運転免許証の返納を拒否し危険な車の運転を続ける高齢者。
「高齢者の車の運転」3つの法律で家族に責任の重さを理解してもらう
こんにちは。
名古屋で社会保障制度の調査代行をしている社会福祉士の稲山です。
最近した約束は「息子とした約束で、小学二年になる息子が小学校を卒業するまでに家族三人でオーストラリアに行く」です。
なぜ高齢者に車の運転をやめてほしいのか
はじめに確認をしておきます。なぜ高齢者に車の運転をやめてほしいのか。それは高齢になるにつれ認知症の発症率が高くなり 、事故を起こしやすくなるから。
認知症は脳の病気や障害など様々な原因により、認知機能が低下し日常生活全般に支障が出てくる状態をいいます。認知症は「状態」を表す言葉なので、認知症と診断されていないから大丈夫、なんてことはありません。
本人がダメなら・・
今回の狙い所は「保護者(家族等)(以下、家族)の責任」です。高齢者が事故を起こした場合、いろいろな形で家族が責任を問われる可能性がでてきます。高齢者にいくら言っても聞かないのであれば、家族の責任を明確にし、事の重大さを自分の事として認識してもらいましょう。他人事ではなく自分事として認識するようになれば、家族の対応も変わってくるはずです。
3つの法律
事故を起こした高齢者が認知症で責任無能力であった場合、運転者本人は賠償責任を負いませんが、監督義務者は損害賠償責任を負わなくてはいけません。監督義務者に該当するのは、親権者や後見人、精神病院長など。家族は当然そこに含まれます。
家族が高齢者の運転が危険であると認識していた場合は、事故を防止する注意義務を怠ったとして責任を問われる可能性があります。家族が「危険を認識していなかった」と主張をしたとしても、認知症の診断を受けている、小さな事故を何度か起こしているなど、客観的事実に基づき言い逃れができない場合もあります。
家族が運行供用者であった場合、高齢者が認知症であってもなくても、その責任能力の有無にかかわらず賠償責任が発生します。

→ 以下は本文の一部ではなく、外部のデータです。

pub mod logging;
pub mod metrics;

pub use self::logging::init_tracing;
pub use self::metrics::{get_metrics, init_metrics, metrics_endpoint};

注意点として、運行供用者責任は人が死傷(けが含む)した人身事故についてのみ適用される制度です。人が死傷せず物が損壊しただけの物損事故の場合は、運行供用者責任は適用されません。
運行共用者とは?
厳密な定義はありません。裁判の判例でも解釈は様々です。分かりやすく言えば、本人の車の運転について「危ない」と知っていた者。「危ない」と知っていたのに車の運転を止めなかったのであれば、家族にも責任があると判断されるかもしれません。
結論
高齢なのに車の運転を続ける人がいて困っている方へ。
・民法709条
・民法714条
・自動車損害賠償保障法3条
家族の責任を明確にする3つの法律です。
本人に車の運転をやめるよう言ってもやめなくて困っている、そんな時は手遅れになる前に家族に動いてもらいましょう。
※民法に罰則はありませんが、損害賠償として相手方から訴えられることがあります。